EXERCISE DETAILS: Go through the material and return every line that contains the string "HttpEngine".

DATA TO EXAMINE:

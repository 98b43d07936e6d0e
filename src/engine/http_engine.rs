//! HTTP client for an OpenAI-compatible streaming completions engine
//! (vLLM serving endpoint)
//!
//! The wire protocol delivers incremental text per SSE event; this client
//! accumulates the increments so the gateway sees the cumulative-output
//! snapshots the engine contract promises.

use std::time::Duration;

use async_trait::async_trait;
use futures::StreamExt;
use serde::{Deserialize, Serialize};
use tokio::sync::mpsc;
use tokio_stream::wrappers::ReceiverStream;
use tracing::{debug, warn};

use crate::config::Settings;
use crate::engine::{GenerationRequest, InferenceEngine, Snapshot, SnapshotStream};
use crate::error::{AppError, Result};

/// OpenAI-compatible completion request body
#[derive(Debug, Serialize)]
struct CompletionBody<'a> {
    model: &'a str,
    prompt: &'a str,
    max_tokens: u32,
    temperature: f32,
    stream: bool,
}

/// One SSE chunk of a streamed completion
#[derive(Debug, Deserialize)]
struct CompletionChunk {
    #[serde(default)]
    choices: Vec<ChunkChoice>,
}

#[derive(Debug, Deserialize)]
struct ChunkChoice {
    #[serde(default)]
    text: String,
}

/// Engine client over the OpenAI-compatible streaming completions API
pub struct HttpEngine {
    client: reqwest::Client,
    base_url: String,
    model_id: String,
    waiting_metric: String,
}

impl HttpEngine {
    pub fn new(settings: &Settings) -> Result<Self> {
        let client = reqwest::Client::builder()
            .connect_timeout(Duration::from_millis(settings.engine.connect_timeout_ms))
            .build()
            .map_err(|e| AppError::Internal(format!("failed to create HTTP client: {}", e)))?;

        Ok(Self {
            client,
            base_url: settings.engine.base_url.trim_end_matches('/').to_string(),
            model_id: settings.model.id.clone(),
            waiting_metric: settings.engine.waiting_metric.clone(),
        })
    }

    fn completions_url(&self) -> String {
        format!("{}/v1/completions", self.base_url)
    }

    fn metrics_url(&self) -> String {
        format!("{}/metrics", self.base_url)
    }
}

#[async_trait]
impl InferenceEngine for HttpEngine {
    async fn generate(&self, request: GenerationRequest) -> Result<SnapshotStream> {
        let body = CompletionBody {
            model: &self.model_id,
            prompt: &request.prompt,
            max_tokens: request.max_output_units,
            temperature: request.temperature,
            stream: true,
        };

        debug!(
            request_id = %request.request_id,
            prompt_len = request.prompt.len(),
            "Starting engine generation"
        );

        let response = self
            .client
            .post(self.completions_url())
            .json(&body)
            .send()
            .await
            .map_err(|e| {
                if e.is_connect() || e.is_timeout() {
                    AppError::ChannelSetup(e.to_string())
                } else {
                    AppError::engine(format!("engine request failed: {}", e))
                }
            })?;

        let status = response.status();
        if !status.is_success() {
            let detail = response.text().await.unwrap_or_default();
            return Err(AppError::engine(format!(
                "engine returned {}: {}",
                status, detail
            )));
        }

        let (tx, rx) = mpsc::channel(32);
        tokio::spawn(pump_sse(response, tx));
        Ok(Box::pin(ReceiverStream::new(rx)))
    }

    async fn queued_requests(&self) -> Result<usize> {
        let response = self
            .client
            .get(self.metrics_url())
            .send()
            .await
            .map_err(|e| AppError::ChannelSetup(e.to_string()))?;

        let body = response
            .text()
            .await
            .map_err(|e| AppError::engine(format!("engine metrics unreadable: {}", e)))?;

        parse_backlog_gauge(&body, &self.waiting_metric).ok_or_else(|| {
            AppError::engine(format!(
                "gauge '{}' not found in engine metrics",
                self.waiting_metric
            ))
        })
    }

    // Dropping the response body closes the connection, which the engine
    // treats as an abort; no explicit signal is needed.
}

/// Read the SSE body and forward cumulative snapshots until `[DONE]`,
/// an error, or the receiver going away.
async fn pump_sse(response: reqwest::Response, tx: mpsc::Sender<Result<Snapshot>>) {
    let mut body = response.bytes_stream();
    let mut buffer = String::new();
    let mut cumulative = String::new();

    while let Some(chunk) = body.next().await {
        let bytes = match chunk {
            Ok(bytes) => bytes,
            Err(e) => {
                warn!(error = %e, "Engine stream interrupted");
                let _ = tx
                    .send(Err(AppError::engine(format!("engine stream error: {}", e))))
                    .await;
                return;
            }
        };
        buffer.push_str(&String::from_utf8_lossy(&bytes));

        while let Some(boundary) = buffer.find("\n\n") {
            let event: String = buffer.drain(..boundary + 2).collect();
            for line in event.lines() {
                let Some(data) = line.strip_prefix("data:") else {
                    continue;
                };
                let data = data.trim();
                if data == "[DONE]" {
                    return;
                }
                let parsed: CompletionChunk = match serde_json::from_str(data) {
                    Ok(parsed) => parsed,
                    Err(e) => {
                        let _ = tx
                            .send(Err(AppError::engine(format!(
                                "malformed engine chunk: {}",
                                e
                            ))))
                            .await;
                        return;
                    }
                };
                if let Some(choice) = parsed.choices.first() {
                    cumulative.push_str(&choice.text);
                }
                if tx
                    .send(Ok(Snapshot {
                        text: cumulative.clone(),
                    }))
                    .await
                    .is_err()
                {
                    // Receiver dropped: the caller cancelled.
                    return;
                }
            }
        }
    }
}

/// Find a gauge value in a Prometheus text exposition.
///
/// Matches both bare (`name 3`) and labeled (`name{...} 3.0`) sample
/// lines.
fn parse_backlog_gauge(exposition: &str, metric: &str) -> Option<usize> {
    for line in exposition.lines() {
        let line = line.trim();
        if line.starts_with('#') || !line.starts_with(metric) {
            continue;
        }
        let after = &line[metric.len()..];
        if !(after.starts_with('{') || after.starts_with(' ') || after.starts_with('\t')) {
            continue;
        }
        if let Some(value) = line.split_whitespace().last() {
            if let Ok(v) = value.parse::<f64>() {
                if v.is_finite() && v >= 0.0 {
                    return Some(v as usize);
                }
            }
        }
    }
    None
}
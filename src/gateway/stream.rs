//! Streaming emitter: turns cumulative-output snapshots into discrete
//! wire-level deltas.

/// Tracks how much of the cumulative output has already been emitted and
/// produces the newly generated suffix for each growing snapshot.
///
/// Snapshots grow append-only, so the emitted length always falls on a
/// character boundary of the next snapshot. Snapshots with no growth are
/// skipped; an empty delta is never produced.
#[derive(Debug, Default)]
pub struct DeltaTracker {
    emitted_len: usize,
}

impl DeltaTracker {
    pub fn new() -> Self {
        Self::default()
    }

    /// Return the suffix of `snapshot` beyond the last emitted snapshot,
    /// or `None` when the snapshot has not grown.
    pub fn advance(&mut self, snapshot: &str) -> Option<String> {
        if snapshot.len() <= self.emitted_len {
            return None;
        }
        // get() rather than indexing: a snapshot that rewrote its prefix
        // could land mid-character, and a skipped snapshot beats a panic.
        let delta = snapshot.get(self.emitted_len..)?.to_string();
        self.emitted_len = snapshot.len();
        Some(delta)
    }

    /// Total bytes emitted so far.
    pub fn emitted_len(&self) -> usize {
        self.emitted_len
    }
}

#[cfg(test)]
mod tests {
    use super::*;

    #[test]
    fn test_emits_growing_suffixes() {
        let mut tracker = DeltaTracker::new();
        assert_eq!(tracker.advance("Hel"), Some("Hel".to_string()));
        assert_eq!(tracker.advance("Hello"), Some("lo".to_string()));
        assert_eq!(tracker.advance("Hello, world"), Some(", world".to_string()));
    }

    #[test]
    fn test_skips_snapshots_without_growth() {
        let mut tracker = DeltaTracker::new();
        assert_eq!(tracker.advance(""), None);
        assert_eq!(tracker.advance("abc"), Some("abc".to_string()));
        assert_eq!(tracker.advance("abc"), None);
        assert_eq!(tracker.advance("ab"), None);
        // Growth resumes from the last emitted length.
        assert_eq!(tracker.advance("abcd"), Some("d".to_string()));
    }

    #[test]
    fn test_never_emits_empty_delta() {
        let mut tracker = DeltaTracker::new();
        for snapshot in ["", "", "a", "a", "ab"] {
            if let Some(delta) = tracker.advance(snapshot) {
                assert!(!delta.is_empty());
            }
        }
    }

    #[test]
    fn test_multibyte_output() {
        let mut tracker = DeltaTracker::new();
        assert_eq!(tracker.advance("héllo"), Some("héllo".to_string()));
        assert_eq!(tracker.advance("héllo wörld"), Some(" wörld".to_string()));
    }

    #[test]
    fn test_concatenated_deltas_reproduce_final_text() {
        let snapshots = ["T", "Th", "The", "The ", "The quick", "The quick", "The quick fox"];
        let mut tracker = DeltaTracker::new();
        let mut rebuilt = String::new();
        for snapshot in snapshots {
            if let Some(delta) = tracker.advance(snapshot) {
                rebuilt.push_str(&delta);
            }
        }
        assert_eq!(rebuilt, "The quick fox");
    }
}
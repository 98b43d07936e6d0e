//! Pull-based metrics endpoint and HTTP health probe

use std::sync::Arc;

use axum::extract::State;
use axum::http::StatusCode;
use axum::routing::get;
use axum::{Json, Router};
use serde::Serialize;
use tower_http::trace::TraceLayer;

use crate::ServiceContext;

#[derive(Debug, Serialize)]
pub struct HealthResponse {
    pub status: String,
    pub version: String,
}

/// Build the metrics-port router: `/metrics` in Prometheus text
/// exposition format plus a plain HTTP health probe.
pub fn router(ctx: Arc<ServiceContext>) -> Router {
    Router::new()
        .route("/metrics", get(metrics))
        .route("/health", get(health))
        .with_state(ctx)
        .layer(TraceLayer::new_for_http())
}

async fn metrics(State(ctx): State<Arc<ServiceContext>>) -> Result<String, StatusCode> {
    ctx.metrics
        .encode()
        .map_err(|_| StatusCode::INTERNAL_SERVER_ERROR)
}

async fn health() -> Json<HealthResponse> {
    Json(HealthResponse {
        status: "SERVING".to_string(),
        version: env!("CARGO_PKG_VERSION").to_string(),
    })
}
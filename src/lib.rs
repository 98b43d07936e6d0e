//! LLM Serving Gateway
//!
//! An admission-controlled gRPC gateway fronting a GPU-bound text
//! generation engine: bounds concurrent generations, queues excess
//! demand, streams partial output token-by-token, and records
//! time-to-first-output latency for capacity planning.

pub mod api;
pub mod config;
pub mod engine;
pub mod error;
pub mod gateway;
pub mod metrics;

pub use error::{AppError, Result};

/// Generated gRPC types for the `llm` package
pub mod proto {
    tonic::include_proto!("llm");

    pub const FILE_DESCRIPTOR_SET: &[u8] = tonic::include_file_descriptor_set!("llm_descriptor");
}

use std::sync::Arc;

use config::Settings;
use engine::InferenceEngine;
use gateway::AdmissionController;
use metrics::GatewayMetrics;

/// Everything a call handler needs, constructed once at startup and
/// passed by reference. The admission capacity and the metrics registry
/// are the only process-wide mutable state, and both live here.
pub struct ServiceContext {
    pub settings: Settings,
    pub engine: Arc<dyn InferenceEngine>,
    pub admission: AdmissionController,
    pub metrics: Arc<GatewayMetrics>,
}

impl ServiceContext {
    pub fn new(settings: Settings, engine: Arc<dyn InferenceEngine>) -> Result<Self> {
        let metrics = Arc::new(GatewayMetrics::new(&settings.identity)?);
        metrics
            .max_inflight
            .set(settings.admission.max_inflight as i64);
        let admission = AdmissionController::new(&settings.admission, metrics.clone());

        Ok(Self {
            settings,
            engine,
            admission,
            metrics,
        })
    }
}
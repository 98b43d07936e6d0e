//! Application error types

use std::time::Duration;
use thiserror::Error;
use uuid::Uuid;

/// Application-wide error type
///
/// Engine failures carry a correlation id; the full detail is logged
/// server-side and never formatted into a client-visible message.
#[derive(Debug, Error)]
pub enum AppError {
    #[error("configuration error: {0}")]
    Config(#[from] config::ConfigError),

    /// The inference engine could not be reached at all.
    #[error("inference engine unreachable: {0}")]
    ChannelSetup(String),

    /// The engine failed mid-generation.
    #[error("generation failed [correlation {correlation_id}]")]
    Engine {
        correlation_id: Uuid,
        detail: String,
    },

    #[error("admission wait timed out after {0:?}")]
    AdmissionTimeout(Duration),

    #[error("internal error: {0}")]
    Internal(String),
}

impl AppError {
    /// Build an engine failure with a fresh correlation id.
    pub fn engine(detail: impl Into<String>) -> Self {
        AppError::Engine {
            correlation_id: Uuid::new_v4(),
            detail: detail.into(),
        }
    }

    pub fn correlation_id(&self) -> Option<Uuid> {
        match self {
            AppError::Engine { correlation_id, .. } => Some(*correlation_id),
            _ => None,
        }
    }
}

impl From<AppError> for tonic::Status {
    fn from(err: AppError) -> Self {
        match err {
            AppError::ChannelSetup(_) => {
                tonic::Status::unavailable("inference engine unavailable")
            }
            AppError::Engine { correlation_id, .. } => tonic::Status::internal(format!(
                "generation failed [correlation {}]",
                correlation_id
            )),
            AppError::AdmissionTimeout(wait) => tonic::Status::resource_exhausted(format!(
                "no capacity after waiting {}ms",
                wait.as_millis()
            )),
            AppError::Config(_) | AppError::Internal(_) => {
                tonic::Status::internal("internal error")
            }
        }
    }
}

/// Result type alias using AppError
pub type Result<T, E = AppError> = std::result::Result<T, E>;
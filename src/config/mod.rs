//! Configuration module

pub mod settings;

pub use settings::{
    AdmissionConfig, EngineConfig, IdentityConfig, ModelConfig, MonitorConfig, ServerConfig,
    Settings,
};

ANSWER TO THIS EXERCISE:
pub struct HttpEngine {
impl HttpEngine {
impl InferenceEngine for HttpEngine {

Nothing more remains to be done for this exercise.